Esse diagnóstico ficou para trás. Agora o IIE reconhece que seus membros calcularam mal. E um dos principais erros, por exemplo na Rússia, foi acreditar que o governo jamais permitiria uma quebra financeira. Ou seja, fizeram exatamente o oposto do que Dallara recomendava antes da crise.

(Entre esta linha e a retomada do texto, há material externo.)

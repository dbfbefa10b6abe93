//! Test that backend failures become error envelopes with 500/503.

use std::sync::Arc;

use serde_json::json;

use crate::backend::BackendError;
use crate::config::Environment;
use crate::e2e_tests::helpers::*;

#[tokio::test]
async fn test_auth_failure_is_service_unavailable() {
    let server = TestServer::start(
        Arc::new(FailingBackend(BackendError::Auth)),
        Environment::Production,
    )
    .await;

    let (status, body) = server
        .post_json("/api/query", &json!({"query": "What is gas?"}))
        .await;

    assert_eq!(status, 503);
    assert_envelope(&body);
    assert_eq!(result_of(&body), "Error: Invalid or missing OpenAI API key");
}

#[tokio::test]
async fn test_quota_failure_is_internal_error() {
    let server = TestServer::start(
        Arc::new(FailingBackend(BackendError::QuotaExceeded)),
        Environment::Production,
    )
    .await;

    let (status, body) = server
        .post_json("/api/query", &json!({"query": "What is gas?"}))
        .await;

    assert_eq!(status, 500);
    assert_eq!(result_of(&body), "Error: OpenAI API quota exceeded");
}

#[tokio::test]
async fn test_rate_limit_failure_is_internal_error() {
    let server = TestServer::start(
        Arc::new(FailingBackend(BackendError::RateLimited)),
        Environment::Production,
    )
    .await;

    let (status, body) = server
        .post_json("/api/query", &json!({"query": "What is gas?"}))
        .await;

    assert_eq!(status, 500);
    assert!(result_of(&body).contains("rate limit exceeded"));
}

#[tokio::test]
async fn test_generic_failure_is_internal_error() {
    let server = TestServer::start(
        Arc::new(FailingBackend(BackendError::Service(
            "Failed to process query with AI".to_string(),
        ))),
        Environment::Production,
    )
    .await;

    let (status, body) = server
        .post_json("/api/query", &json!({"query": "What is gas?"}))
        .await;

    assert_eq!(status, 500);
    assert_envelope(&body);
    assert_eq!(result_of(&body), "Error: Failed to process query with AI");
}

#[tokio::test]
async fn test_validation_runs_before_backend() {
    let server = TestServer::start(
        Arc::new(FailingBackend(BackendError::Auth)),
        Environment::Production,
    )
    .await;

    let (status, body) = server.post_json("/api/query", &json!({})).await;

    assert_eq!(status, 400);
    assert!(result_of(&body).contains("Query is required"));
}
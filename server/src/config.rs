//! Server configuration module.
//!
//! This module provides configuration loading for the ChainQuery server from
//! environment variables.
//!
//! # Environment Variables
//!
//! - `CHAINQUERY_LISTEN_PORT`: Port to listen on (default: `3001`)
//! - `CHAINQUERY_ENVIRONMENT`: `development` or `production` (default: `development`)
//! - `OPENAI_API_KEY`: Credential for the live backend (optional; absent or blank
//!   selects the offline backend)
//! - `OPENAI_BASE_URL`: Chat completions base URL (default: `https://api.openai.com/v1`)
//! - `OPENAI_MODEL`: Chat model (default: `gpt-3.5-turbo`)
//!
//! # Invariants
//!
//! - `listen_port` is always a valid port number (1-65535)
//! - The backend mode is resolved here once and never re-read from the
//!   environment afterwards

use crate::backend::{BackendMode, LiveSettings};

/// Deployment environment.
///
/// Controls whether internal error details are exposed in responses.
#[derive(Debug, Clone, Copy, PartialEq, Eq)]
pub enum Environment {
    Development,
    Production,
}

impl Environment {
    #[must_use]
    pub const fn as_str(self) -> &'static str {
        match self {
            Self::Development => "development",
            Self::Production => "production",
        }
    }

    /// Whether error details may be sent to clients.
    #[must_use]
    pub const fn exposes_error_details(self) -> bool {
        matches!(self, Self::Development)
    }
}

impl std::str::FromStr for Environment {
    type Err = ConfigError;

    fn from_str(s: &str) -> Result<Self, Self::Err> {
        match s.trim().to_ascii_lowercase().as_str() {
            "development" | "dev" => Ok(Self::Development),
            "production" | "prod" => Ok(Self::Production),
            other => Err(ConfigError::InvalidValue {
                name: "CHAINQUERY_ENVIRONMENT".to_string(),
                message: format!("'{other}' is not one of: development, production"),
            }),
        }
    }
}

/// Server configuration.
///
/// # Post-conditions
///
/// - `listen_port` is always in the valid range (1-65535)
#[derive(Debug, Clone)]
pub struct ServerConfig {
    /// Port to listen on for HTTP connections.
    pub listen_port: u16,
    /// Deployment environment.
    pub environment: Environment,
    /// Which backend to build.
    pub backend_mode: BackendMode,
    /// Connection settings for the live backend.
    pub live: LiveSettings,
}

/// Error returned when loading configuration fails.
#[derive(Debug, Clone, PartialEq, Eq)]
pub enum ConfigError {
    /// An environment variable has an invalid value.
    InvalidValue { name: String, message: String },
}

impl std::fmt::Display for ConfigError {
    fn fmt(&self, f: &mut std::fmt::Formatter<'_>) -> std::fmt::Result {
        match self {
            Self::InvalidValue { name, message } => {
                write!(f, "invalid value for {name}: {message}")
            }
        }
    }
}

impl std::error::Error for ConfigError {}

impl ServerConfig {
    /// Default port for the server.
    pub const DEFAULT_PORT: u16 = 3001;

    /// Load configuration from environment variables.
    ///
    /// # Errors
    ///
    /// Returns an error if:
    /// - `CHAINQUERY_LISTEN_PORT` is set but not a valid port number
    /// - `CHAINQUERY_ENVIRONMENT` is set but not a known environment
    pub fn from_env() -> Result<Self, ConfigError> {
        Self::from_lookup(|name| std::env::var(name).ok())
    }

    /// Load configuration from an arbitrary variable lookup.
    ///
    /// # Errors
    ///
    /// Same as [`ServerConfig::from_env`].
    pub fn from_lookup(lookup: impl Fn(&str) -> Option<String>) -> Result<Self, ConfigError> {
        let listen_port = Self::load_listen_port(lookup("CHAINQUERY_LISTEN_PORT"))?;
        let environment = lookup("CHAINQUERY_ENVIRONMENT")
            .map_or(Ok(Environment::Development), |value| value.parse())?;
        let backend_mode = BackendMode::from_api_key(lookup("OPENAI_API_KEY"));
        let defaults = LiveSettings::default();
        let live = LiveSettings {
            base_url: lookup("OPENAI_BASE_URL").unwrap_or(defaults.base_url),
            model: lookup("OPENAI_MODEL").unwrap_or(defaults.model),
        };

        Ok(Self {
            listen_port,
            environment,
            backend_mode,
            live,
        })
    }

    /// Parse the listen port.
    ///
    /// Returns the default if not set.
    ///
    /// # Errors
    ///
    /// Returns an error if the value is set but not a valid port number.
    fn load_listen_port(value: Option<String>) -> Result<u16, ConfigError> {
        let Some(value) = value else {
            return Ok(Self::DEFAULT_PORT);
        };
        match value.parse::<u16>() {
            Ok(port) if port != 0 => Ok(port),
            _ => Err(ConfigError::InvalidValue {
                name: "CHAINQUERY_LISTEN_PORT".to_string(),
                message: format!("'{value}' is not a valid port number (must be 1-65535)"),
            }),
        }
    }
}

#[cfg(test)]
mod tests {
    use std::collections::HashMap;

    use super::*;

    fn load(vars: &[(&str, &str)]) -> Result<ServerConfig, ConfigError> {
        let vars: HashMap<String, String> = vars
            .iter()
            .map(|(k, v)| ((*k).to_string(), (*v).to_string()))
            .collect();
        ServerConfig::from_lookup(|name| vars.get(name).cloned())
    }

    #[test]
    fn test_default_values() {
        let config = load(&[]).unwrap();
        assert_eq!(config.listen_port, 3001);
        assert_eq!(config.environment, Environment::Development);
        assert_eq!(config.backend_mode, BackendMode::Offline);
        assert_eq!(config.live, LiveSettings::default());
    }

    #[test]
    fn test_api_key_selects_live_mode() {
        let config = load(&[("OPENAI_API_KEY", "sk-abc"), ("OPENAI_MODEL", "gpt-4o")]).unwrap();
        assert_eq!(
            config.backend_mode,
            BackendMode::Live {
                api_key: "sk-abc".to_string()
            }
        );
        assert_eq!(config.live.model, "gpt-4o");
    }

    #[test]
    fn test_blank_api_key_is_offline() {
        let config = load(&[("OPENAI_API_KEY", "")]).unwrap();
        assert_eq!(config.backend_mode, BackendMode::Offline);
    }

    #[test]
    fn test_invalid_port_rejected() {
        for bad in ["abc", "0", "70000"] {
            let error = load(&[("CHAINQUERY_LISTEN_PORT", bad)]).unwrap_err();
            assert!(matches!(error, ConfigError::InvalidValue { .. }));
        }
        assert_eq!(
            load(&[("CHAINQUERY_LISTEN_PORT", "8080")]).unwrap().listen_port,
            8080
        );
    }

    #[test]
    fn test_environment_parsing() {
        let config = load(&[("CHAINQUERY_ENVIRONMENT", "Production")]).unwrap();
        assert_eq!(config.environment, Environment::Production);
        assert!(!config.environment.exposes_error_details());
        assert!(load(&[("CHAINQUERY_ENVIRONMENT", "staging")]).is_err());
    }

    #[test]
    fn test_config_error_display_invalid() {
        let error = ConfigError::InvalidValue {
            name: "TEST_VAR".to_string(),
            message: "bad value".to_string(),
        };
        assert_eq!(error.to_string(), "invalid value for TEST_VAR: bad value");
    }
}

Essas contradições ilustram de modo perverso como o fim da crise na economia mundial ainda está distante. Mesmo os mais ardorosos defensores da auto-suficiência do mercado e das instituições financeiras erraram feio, paradoxalmente por acreditarem que por trás do mercado havia Estados que os protegeriam em última instância. Agora, invertendo o raciocínio, sugerem que os Estados deixem os bancos e o mercado em paz, pois já houve perdas demais.

Recessão nos EUA
O fato é que ninguém sabe ao certo se as perdas foram suficientes ou se a crise acabou, como sugeriu também na semana passada o próprio FMI. Na contracorrente, o economista pop Lester Thurow previu nos últimos dias que os EUA estão às vésperas de uma profunda recessão. Se ela de fato vier, os US$ 350 bilhões de perdas estimadas pelo IIE podem vir a parecer nada mais que um amargo aperitivo.